I think that’s the middle space where we need to focus right now. The Church is not doing enough right now to reassure queer youth that they are loved and will be embraced no matter what, including if they choose a relationship with someone of the same sex. It is not doing enough to reassure them that there is ultimately a place for them in God’s plan, even if we don’t fully understand what that place is yet. It can do these things without compromising the doctrine. It’s starting to take steps to do this… And publicly endorsing the LoveLoud concert was one of those steps. So is the mormonandgay.org website. So was the Church’s new website on suicide prevention. So was the Macintosh family video and blog. So was the series of articles on suicide and inclusion published in the Deseret News starting a couple of years ago.
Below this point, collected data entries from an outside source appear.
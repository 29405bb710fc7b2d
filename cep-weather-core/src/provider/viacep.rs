use anyhow::{Context, Result, anyhow};
use async_trait::async_trait;
use reqwest::Client;
use serde::{Deserialize, Deserializer};

use crate::{Cep, TraceContext, provider::truncate_body};

use super::CityResolver;

/// Default ViaCEP endpoint; `{cep}` is replaced with the 8-digit code.
pub const DEFAULT_URL_TEMPLATE: &str = "https://viacep.com.br/ws/{cep}/json/";

/// City resolver backed by the ViaCEP JSON API.
#[derive(Debug, Clone)]
pub struct ViaCepResolver {
    url_template: String,
    http: Client,
}

impl ViaCepResolver {
    pub fn new(url_template: String, http: Client) -> Self {
        Self { url_template, http }
    }

    fn url_for(&self, cep: &Cep) -> String {
        self.url_template.replace("{cep}", cep.as_str())
    }
}

#[derive(Debug, Deserialize)]
struct VcResponse {
    #[serde(default)]
    localidade: String,
    #[serde(default, deserialize_with = "lenient_flag")]
    erro: bool,
}

// ViaCEP has reported the error flag both as `true` and as `"true"`.
fn lenient_flag<'de, D: Deserializer<'de>>(deserializer: D) -> Result<bool, D::Error> {
    #[derive(Deserialize)]
    #[serde(untagged)]
    enum Flag {
        Bool(bool),
        Text(String),
    }

    Ok(match Flag::deserialize(deserializer)? {
        Flag::Bool(flag) => flag,
        Flag::Text(text) => text.eq_ignore_ascii_case("true"),
    })
}

#[async_trait]
impl CityResolver for ViaCepResolver {
    async fn resolve_city(&self, cx: &TraceContext, cep: &Cep) -> Result<String> {
        let url = self.url_for(cep);
        tracing::info!(%url, "querying city resolver");

        let res = self
            .http
            .get(&url)
            .headers(cx.headers())
            .send()
            .await
            .context("Failed to send request to ViaCEP")?;

        let status = res.status();
        let body = res.text().await.context("Failed to read ViaCEP response body")?;

        if !status.is_success() {
            return Err(anyhow!(
                "ViaCEP request failed with status {}: {}",
                status,
                truncate_body(&body),
            ));
        }

        let parsed: VcResponse =
            serde_json::from_str(&body).context("Failed to parse ViaCEP JSON")?;

        if parsed.erro {
            return Err(anyhow!("ViaCEP reported CEP {cep} as unknown"));
        }

        if parsed.localidade.trim().is_empty() {
            return Err(anyhow!("ViaCEP returned no city for CEP {cep}"));
        }

        Ok(parsed.localidade)
    }
}
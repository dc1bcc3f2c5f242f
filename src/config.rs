//! Configuration types for torbox-webdl

use crate::error::{Error, Result};
use serde::{Deserialize, Serialize};
use std::{path::PathBuf, time::Duration};

/// Status polling configuration
///
/// The defaults give the remote service roughly ten minutes (200 checks,
/// three seconds apart) to finish caching a download.
#[derive(Clone, Debug, PartialEq, Eq, Serialize, Deserialize)]
pub struct PollConfig {
    /// Delay between status checks, in milliseconds (default: 3000)
    #[serde(default = "default_poll_interval_ms")]
    pub interval_ms: u64,

    /// Maximum number of status checks before giving up (default: 200)
    #[serde(default = "default_max_attempts")]
    pub max_attempts: u32,
}

impl PollConfig {
    /// Delay between status checks
    pub fn interval(&self) -> Duration {
        Duration::from_millis(self.interval_ms)
    }
}

impl Default for PollConfig {
    fn default() -> Self {
        Self {
            interval_ms: default_poll_interval_ms(),
            max_attempts: default_max_attempts(),
        }
    }
}

/// Main configuration for TorboxDownloader
#[derive(Clone, Debug, PartialEq, Eq, Serialize, Deserialize)]
pub struct Config {
    /// Base URL of the Torbox API (default: "https://api.torbox.app/v1/api")
    #[serde(default = "default_api_base")]
    pub api_base: String,

    /// Timeout applied to every HTTP request (default: 30 seconds)
    #[serde(default = "default_request_timeout", with = "duration_serde")]
    pub request_timeout: Duration,

    /// Status polling settings
    #[serde(default)]
    pub poll: PollConfig,

    /// Where [`FileCredentialStore`](crate::credentials::FileCredentialStore)
    /// keeps the API key (None = keep it in memory only)
    #[serde(default)]
    pub credentials_path: Option<PathBuf>,
}

impl Default for Config {
    fn default() -> Self {
        Self {
            api_base: default_api_base(),
            request_timeout: default_request_timeout(),
            poll: PollConfig::default(),
            credentials_path: None,
        }
    }
}

impl Config {
    /// Check settings that would otherwise only fail at request time
    pub fn validate(&self) -> Result<()> {
        if let Err(e) = url::Url::parse(&self.api_base) {
            return Err(Error::Config {
                message: format!("invalid API base URL '{}': {}", self.api_base, e),
                key: Some("api_base".to_string()),
            });
        }

        if self.poll.max_attempts == 0 {
            return Err(Error::Config {
                message: "at least one status check is required".to_string(),
                key: Some("poll.max_attempts".to_string()),
            });
        }

        if self.request_timeout.is_zero() {
            return Err(Error::Config {
                message: "request timeout must be greater than zero".to_string(),
                key: Some("request_timeout".to_string()),
            });
        }

        Ok(())
    }
}

fn default_api_base() -> String {
    "https://api.torbox.app/v1/api".to_string()
}

fn default_request_timeout() -> Duration {
    Duration::from_secs(30)
}

fn default_poll_interval_ms() -> u64 {
    3000
}

fn default_max_attempts() -> u32 {
    200
}

// Duration serialization helper
mod duration_serde {
    use serde::{Deserialize, Deserializer, Serializer};
    use std::time::Duration;

    pub fn serialize<S>(duration: &Duration, serializer: S) -> Result<S::Ok, S::Error>
    where
        S: Serializer,
    {
        serializer.serialize_u64(duration.as_secs())
    }

    pub fn deserialize<'de, D>(deserializer: D) -> Result<Duration, D::Error>
    where
        D: Deserializer<'de>,
    {
        let secs = u64::deserialize(deserializer)?;
        Ok(Duration::from_secs(secs))
    }
}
I think Dan Reynolds is on the right track. His gut reaction is to just reach out to LGBTQ people in unconditional love and acceptance. And I think it was that movement of unconditional love and desire to support folks that the Church applauded and wanted to endorse. But there’s also a higher quest that we need to be on that requires patience, humility, and waiting on God, that we can’t force, and that I pray the Church can learn to bear our burdens with us in. Maybe when Church leaders recognize that our quest for understanding as queer people of faith needs to be their quest too, then God will be ready to reward all of us with the greater light and knowledge we need on this issue. But it’s going to take patience and faith and lots of love.
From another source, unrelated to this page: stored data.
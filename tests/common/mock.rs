//! A wiremock stand-in for the Torbox web-download API

use serde_json::{Value, json};
use std::sync::Arc;
use torbox_webdl::{
    Config, Credential, CredentialStore, MemoryCredentialStore, PollConfig, TorboxDownloader,
};
use wiremock::matchers::{header, method, path, query_param};
use wiremock::{Mock, MockServer, ResponseTemplate};

/// API key the mock expects in the Authorization header and `token` parameter
pub const MOCK_API_KEY: &str = "integration-key";

/// Mock Torbox server
pub struct TorboxMock {
    pub server: MockServer,
}

impl TorboxMock {
    pub async fn start() -> Self {
        Self {
            server: MockServer::start().await,
        }
    }

    /// API base to put in [`Config::api_base`]
    pub fn api_base(&self) -> String {
        format!("{}/v1/api", self.server.uri())
    }

    /// Config pointing at this server that never waits between checks
    pub fn config(&self, max_attempts: u32) -> Config {
        Config {
            api_base: self.api_base(),
            request_timeout: std::time::Duration::from_secs(5),
            poll: PollConfig {
                interval_ms: 0,
                max_attempts,
            },
            credentials_path: None,
        }
    }

    /// Downloader wired to this server with [`MOCK_API_KEY`] in memory
    pub fn downloader(&self, max_attempts: u32) -> TorboxDownloader {
        let config = self.config(max_attempts);
        let client = torbox_webdl::HttpClient::new(&config).expect("mock config is valid");
        TorboxDownloader::with_parts(
            Arc::new(client),
            Arc::new(MemoryCredentialStore::with_credential(Credential::new(
                MOCK_API_KEY,
            ))),
            config.poll,
        )
    }

    /// Accept every submission with `job_id`
    pub async fn accept_submissions(&self, job_id: u64) {
        Mock::given(method("POST"))
            .and(path("/v1/api/webdl/createwebdownload"))
            .and(header("authorization", format!("Bearer {MOCK_API_KEY}").as_str()))
            .respond_with(ResponseTemplate::new(200).set_body_json(json!({
                "success": true,
                "data": {"webdownload_id": job_id, "hash": "abc", "auth_id": "u1"}
            })))
            .mount(&self.server)
            .await;
    }

    /// Reject every submission with `status` and `detail`
    pub async fn reject_submissions(&self, status: u16, detail: &str) {
        Mock::given(method("POST"))
            .and(path("/v1/api/webdl/createwebdownload"))
            .respond_with(ResponseTemplate::new(status).set_body_json(json!({
                "success": false,
                "error": "BAD_TOKEN",
                "detail": detail
            })))
            .mount(&self.server)
            .await;
    }

    /// Serve each listing once, in order; the last one keeps being served
    pub async fn serve_listings(&self, listings: Vec<Value>) {
        let last = listings.len().saturating_sub(1);
        for (index, jobs) in listings.into_iter().enumerate() {
            let mock = Mock::given(method("GET"))
                .and(path("/v1/api/webdl/mylist"))
                .and(query_param("bypass_cache", "true"))
                .and(header("authorization", format!("Bearer {MOCK_API_KEY}").as_str()))
                .respond_with(
                    ResponseTemplate::new(200).set_body_json(json!({"success": true, "data": jobs})),
                );
            let mock = if index == last {
                mock
            } else {
                mock.up_to_n_times(1)
            };
            mock.mount(&self.server).await;
        }
    }

    /// Answer link requests for `job_id`/`file_id` with `url`
    pub async fn serve_link(&self, job_id: u64, file_id: u64, url: &str) {
        Mock::given(method("GET"))
            .and(path("/v1/api/webdl/requestdl"))
            .and(query_param("token", MOCK_API_KEY))
            .and(query_param("web_id", job_id.to_string().as_str()))
            .and(query_param("file_id", file_id.to_string().as_str()))
            .and(query_param("zip_link", "false"))
            .respond_with(
                ResponseTemplate::new(200).set_body_json(json!({"success": true, "data": url})),
            )
            .mount(&self.server)
            .await;
    }

    /// Number of requests received for `endpoint` (e.g. `"webdl/mylist"`)
    pub async fn requests_to(&self, endpoint: &str) -> usize {
        let full = format!("/v1/api/{endpoint}");
        self.server
            .received_requests()
            .await
            .unwrap_or_default()
            .iter()
            .filter(|request| request.url.path() == full)
            .count()
    }
}

/// One entry of a `webdl/mylist` listing
pub fn listed_job(id: u64, state: &str, progress: f64) -> Value {
    json!({
        "id": id,
        "name": "file.zip",
        "download_state": state,
        "progress": progress,
        "files": [{"id": 11, "name": "file.zip"}]
    })
}

/// Store `key` in a fresh downloader's credential store
pub async fn store_key(downloader: &TorboxDownloader, key: &str) {
    downloader
        .credentials()
        .set(Credential::new(key))
        .await
        .expect("memory store accepts keys");
}

/// Asserts a store holds nothing
pub async fn assert_no_key(store: &dyn CredentialStore) {
    assert!(store.get().await.expect("store readable").is_none());
}
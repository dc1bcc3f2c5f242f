//! Bounded status polling.

use super::TorboxDownloader;
use crate::credentials::Credential;
use crate::error::{Error, Result};
use crate::progress::{self, ProgressSink};
use crate::status::{StatusClass, classify};
use crate::types::{Job, JobId, ProgressEvent, WorkflowState};
use tokio_util::sync::CancellationToken;

impl TorboxDownloader {
    /// Check the job's status until it is ready to download
    ///
    /// Performs at most `poll.max_attempts` status checks with
    /// `poll.interval` between them. Every check emits exactly one progress
    /// event. No pause follows the final check.
    pub(crate) async fn poll_until_ready(
        &self,
        credential: &Credential,
        job_id: &JobId,
        sink: &dyn ProgressSink,
        cancel: &CancellationToken,
    ) -> Result<Job> {
        let max_attempts = self.poll.max_attempts;
        let interval = self.poll.interval();

        for attempt in 1..=max_attempts {
            if cancel.is_cancelled() {
                return Err(Error::Cancelled);
            }

            let jobs = self.api.list_jobs(credential).await?;

            let Some(job) = jobs.into_iter().find(|job| &job.id == job_id) else {
                tracing::warn!(
                    job_id = %job_id,
                    attempt,
                    state = %WorkflowState::NotFound,
                    "web download missing from status listing"
                );
                return Err(Error::JobVanished {
                    job_id: job_id.clone(),
                });
            };

            let token = job.status_token();
            let progress = job.progress_fraction();
            progress::deliver(sink, &ProgressEvent::for_job(&job));

            tracing::debug!(
                job_id = %job_id,
                attempt,
                max_attempts,
                status = token.unwrap_or("unknown"),
                progress,
                state = %WorkflowState::Polling,
                "status check"
            );

            match classify(token, progress) {
                StatusClass::Ready => return Ok(job),
                StatusClass::Failed => {
                    let detail = job
                        .error
                        .as_deref()
                        .filter(|e| !e.trim().is_empty())
                        .unwrap_or("Unknown error");
                    return Err(Error::RemoteJobFailed(detail.to_string()));
                }
                StatusClass::Pending => {}
            }

            if attempt == max_attempts {
                break;
            }

            tokio::select! {
                _ = cancel.cancelled() => return Err(Error::Cancelled),
                _ = self.sleeper.sleep(interval) => {}
            }
        }

        Err(Error::PollTimeout {
            attempts: max_attempts,
        })
    }
}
I think it’s okay to both applaud progress while encouraging further steps, even demanding further steps, especially when the people’s lives are literally at stake. After the fireside, I had a good conversation with a straight couple from Miami visiting the Washington D.C. area on vacation. They took the evening to come and listen to Christofferson. They shared they just wanted to understand better, as the husband’s brother is gay. I shared what Affirmation is doing, and my personal feelings about the church and my hope for the future. They were struggling to reconcile what they believed to be right and wrong while being accepting of his brother. While they love him, they didn’t want to signal to their children that his “lifestyle” was okay. It had been a while since I’d been in a conversation with straight Mormons about the gay Mormon experience, and I struggled to help them navigate their concerns, as it was clear there were some foundational beliefs that we couldn’t agree on. At the conclusion of our conversation, I shared that I understood how difficult it was for them to understand the perspective and experience of his brother, and how much I appreciated them being there and taking the time to try to better understand. Our conversation may not have been everything I could have hoped for, but at least it’s a conversation that happened, a conversation I wouldn’t have imagined having inside a Latter-day Saint chapel a decade ago.